The album's called 'Freaks', for as the opening line proclaims, "Nature sometimes makes mistakes". There they are over there, and if you must avert your eyes, don't cover your ears because Pulp have a qualification for you. "These freaks we're talking about, they're just normal people gone a bit wrong. It's sad but don't bother crying: they still eat and drink and watch TV just like anyone else. And they smoke."
The freaks who populate this record's "ten stories about power, claustrophobia, suffocation and holding hands" are resolutely ordinary, characters you're far more likely to see through the front room windows than down at the fairground. In fact, far from being Pulp fictions, these blighted souls are very real: a lot of them play in the band, and if that sounds funny then that's alright, because Pulp are comic band. I know this because their singer and lyricist Jarvis Cocker told me: "A lot of our songs deal with fairly mundane things which are a bit over dramatised - it's a bit like a comic."
As well as being a bit like a comic, Pulp are a bit like a mixture of slapstick comedy and some understated macabre novels. I know this because I read it in a magazine. Then again, you should never believe what you read and in the light of Jarvis' claim that his namesake Joe once installed a gas fire at his house, it's difficult to know whether to believe him. The one thing you can safely say about Pulp is that they are out on a limb, one that may or may not be reconnected to a body with seven more and two heads.

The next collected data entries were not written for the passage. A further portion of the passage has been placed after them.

//! Tests for predictor reversal

extern crate std;

use crate::extractor::predictor::{undo_floating_point, undo_horizontal};
use crate::io::byte_order::{ByteOrder, LittleEndianHandler, BigEndianHandler, ByteOrderHandler};

#[test]
fn test_horizontal_u8_two_bands() {
    // Two bands: pixels (10, 200), (15, 190), (20, 180)
    let mut block = vec![10, 200, 5, 246, 5, 246];
    undo_horizontal(&mut block, 6, 2, 1, &LittleEndianHandler::new()).unwrap();
    std::assert_eq!(block, vec![10, 200, 15, 190, 20, 180]);
}

#[test]
fn test_horizontal_u16_big_endian() {
    let handler = BigEndianHandler::new();
    let mut block = Vec::new();
    for value in [1000u16, 24, 65535] {
        block.extend_from_slice(&value.to_be_bytes());
    }

    undo_horizontal(&mut block, 3, 1, 2, &handler).unwrap();
    std::assert_eq!(handler.u16_at(&block[0..]), 1000);
    std::assert_eq!(handler.u16_at(&block[2..]), 1024);
    // Wraps like the encoder did
    std::assert_eq!(handler.u16_at(&block[4..]), 1023);
}

#[test]
fn test_horizontal_restarts_each_row() {
    let mut block = vec![1, 1, 1, 5, 1, 1];
    undo_horizontal(&mut block, 3, 1, 1, &LittleEndianHandler::new()).unwrap();
    std::assert_eq!(block, vec![1, 2, 3, 5, 6, 7]);
}

/// Applies the floating point predictor the way an encoder would
fn encode_float_row(values: &[f32]) -> Vec<u8> {
    let n = values.len();
    let mut planes = vec![0u8; n * 4];
    for (i, value) in values.iter().enumerate() {
        let be = value.to_be_bytes();
        for byte in 0..4 {
            planes[byte * n + i] = be[byte];
        }
    }
    for i in (1..planes.len()).rev() {
        planes[i] = planes[i].wrapping_sub(planes[i - 1]);
    }
    planes
}

#[test]
fn test_floating_point_little_endian() {
    let values = [12.5f32, 13.25, -1.0, 0.0, 31.75];
    let mut block = encode_float_row(&values);
    block.extend(encode_float_row(&values));

    undo_floating_point(&mut block, values.len(), 1, 4, ByteOrder::LittleEndian).unwrap();

    let handler = LittleEndianHandler::new();
    for row in 0..2 {
        for (i, expected) in values.iter().enumerate() {
            std::assert_eq!(handler.f32_at(&block[(row * values.len() + i) * 4..]), *expected);
        }
    }
}

#[test]
fn test_floating_point_big_endian() {
    let values = [2.5f32, 7.0, 1e-3];
    let mut block = encode_float_row(&values);
    undo_floating_point(&mut block, values.len(), 1, 4, ByteOrder::BigEndian).unwrap();

    let handler = BigEndianHandler::new();
    for (i, expected) in values.iter().enumerate() {
        std::assert_eq!(handler.f32_at(&block[i * 4..]), *expected);
    }
}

Pulp are a Sheffield band and 'Freaks' is their second album, following 1983's long forgotten 'It' and a handful of singles, and houses their current 45, 'Master Of The Universe'. Pulp's core of Cocker and violinist/guitarist Russell Senior are creating a haunting music which is virtually without peer in the Britain of 1987, their nearest relatives being The Band Of Holy Joy. The similarities come with the way both have fostered a host of neglected styles (waltzes to crooning balladry), transmuted mundanity into a grotesque, projected an overriding mood of melancholy and drawn on a wealth of literary references.
Pulp have been compared to anything from Brecht to author Ian McEwan to Mills & Boon. Along with books they've been juxtaposed with buffoons, a pre-AIDS epidemic of jesters that includes Leslie Crowther, Peter Glaze and Charles Hawtrey. It's a curse the band have mixed feelings about. Jarvis: "All those references make us seem a bit contrived when hopefully it's quite raw, getting at emotional nerve endings. It's not as if we go, 'let's do a song about the latest novel we've read'. I don't mind people comparing us to Ian McEwan because I like his stuff (psycho sex dramas) but when someone says Charles Hawtrey (Carry On's bespectacled, ineffectual butt), you don't think 'cheers pal!'." Russell: "In Sheffield we get more 16-year-old kids at our concerts than we do post graduates in Cabaret Voltaire studies."

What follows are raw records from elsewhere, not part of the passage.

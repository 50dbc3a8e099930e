//! TIFF and GeoTIFF constants used by the reader

/// TIFF header constants
pub mod header {
    /// Standard TIFF version number
    pub const TIFF_VERSION: u16 = 42;
    /// BigTIFF version number
    pub const BIG_TIFF_VERSION: u16 = 43;
    /// BigTIFF offset size
    pub const BIGTIFF_OFFSET_SIZE: u16 = 8;
}

/// Field types as defined in the TIFF spec
pub mod field_types {
    pub const BYTE: u16 = 1;
    pub const ASCII: u16 = 2;
    pub const SHORT: u16 = 3;
    pub const LONG: u16 = 4;
    pub const RATIONAL: u16 = 5;
    pub const SBYTE: u16 = 6;
    pub const UNDEFINED: u16 = 7;
    pub const SSHORT: u16 = 8;
    pub const SLONG: u16 = 9;
    pub const SRATIONAL: u16 = 10;
    pub const FLOAT: u16 = 11;
    pub const DOUBLE: u16 = 12;
    pub const IFD: u16 = 13;
    pub const LONG8: u16 = 16;
    pub const SLONG8: u16 = 17;
    pub const IFD8: u16 = 18;

    /// Size in bytes of one value of the given field type
    pub fn size_of(field_type: u16) -> Option<usize> {
        match field_type {
            BYTE | ASCII | SBYTE | UNDEFINED => Some(1),
            SHORT | SSHORT => Some(2),
            LONG | SLONG | FLOAT | IFD => Some(4),
            RATIONAL | SRATIONAL | DOUBLE | LONG8 | SLONG8 | IFD8 => Some(8),
            _ => None,
        }
    }
}

/// Baseline and extension tags read by this crate
pub mod tags {
    pub const NEW_SUBFILE_TYPE: u16 = 254;
    pub const IMAGE_WIDTH: u16 = 256;
    pub const IMAGE_LENGTH: u16 = 257;
    pub const BITS_PER_SAMPLE: u16 = 258;
    pub const COMPRESSION: u16 = 259;
    pub const PHOTOMETRIC_INTERPRETATION: u16 = 262;
    pub const STRIP_OFFSETS: u16 = 273;
    pub const SAMPLES_PER_PIXEL: u16 = 277;
    pub const ROWS_PER_STRIP: u16 = 278;
    pub const STRIP_BYTE_COUNTS: u16 = 279;
    pub const PLANAR_CONFIGURATION: u16 = 284;
    pub const PREDICTOR: u16 = 317;
    pub const TILE_WIDTH: u16 = 322;
    pub const TILE_LENGTH: u16 = 323;
    pub const TILE_OFFSETS: u16 = 324;
    pub const TILE_BYTE_COUNTS: u16 = 325;
    pub const SAMPLE_FORMAT: u16 = 339;

    // GeoTIFF
    pub const MODEL_PIXEL_SCALE_TAG: u16 = 33550;
    pub const MODEL_TIEPOINT_TAG: u16 = 33922;
    pub const MODEL_TRANSFORMATION_TAG: u16 = 34264;
    pub const GEO_KEY_DIRECTORY_TAG: u16 = 34735;
    pub const GEO_DOUBLE_PARAMS_TAG: u16 = 34736;
    pub const GEO_ASCII_PARAMS_TAG: u16 = 34737;

    // GDAL
    pub const GDAL_NODATA: u16 = 42113;
}

/// Compression codes
pub mod compression {
    pub const NONE: u64 = 1;
    pub const DEFLATE: u64 = 8;
    pub const ZSTD: u64 = 14;
    /// Pre-standard code for Deflate still written by some encoders
    pub const DEFLATE_LEGACY: u64 = 32946;
}

/// Planar configuration values
pub mod planar_config {
    pub const CHUNKY: u64 = 1;
}

/// Sample format values
pub mod sample_format {
    pub const UNSIGNED: u64 = 1;
    pub const SIGNED: u64 = 2;
    pub const IEEEFP: u64 = 3;
}

/// Predictor values
pub mod predictor {
    pub const NONE: u64 = 1;
    pub const HORIZONTAL_DIFFERENCING: u64 = 2;
    pub const FLOATING_POINT: u64 = 3;
}

/// GeoKey identifiers and values
pub mod geo_keys {
    pub const GT_MODEL_TYPE: u16 = 1024;
    pub const GT_RASTER_TYPE: u16 = 1025;
    pub const GT_CITATION: u16 = 1026;
    pub const GEOGRAPHIC_TYPE: u16 = 2048;
    pub const PROJECTED_CS_TYPE: u16 = 3072;

    /// RasterPixelIsPoint
    pub const RASTER_PIXEL_IS_POINT: u16 = 2;
    /// Code meaning "user defined", never a usable EPSG code
    pub const USER_DEFINED: u16 = 32767;
}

Pulp songs are direct, stripping emotions down to a naked unsightliness and then coating them with a pervading sense of gloom. "I've never been a very carefree adolescent," says Jarvis. "I wouldn't go out with me if I were you. All those types of songs are basically about one girl who I went out with and unfortunately it went from being quite an innocent thing to being a very traumatic thing without either of us knowing why. The freaks thing is like getting divorced from the rest of the world through something like that relationship. The other reason we called it 'Freaks' was because we always get called freaks, the escape party from One Flew Over A Cuckoo's Nest, stuff like that. When we play live, everybody dwells on the fact that I'm thin with specs, he (Russell) looks like Count Dracula, Candida (keyboards) although she's 23 looks 14, while Pete (Bass) looks like a football hooligan. We were always getting called freaks so we thought let's call the LP 'Freaks' just to... put two fingers up."
As far as Jarvis is concerned he's not an eccentric. Throughout our conversation he maintained a slightly resigned blank faced jocularity but keeps his speech prosaically direct, miles away from the contrivance that Pulp's press might lead you to expect of this 23-year-old with his long limbs and disgusting brown crimplene 'slacks' which terminate six inches short of his ankles: as does Russell, a slight man of 26 with a ghastly pallor and a down at heel clerkish air.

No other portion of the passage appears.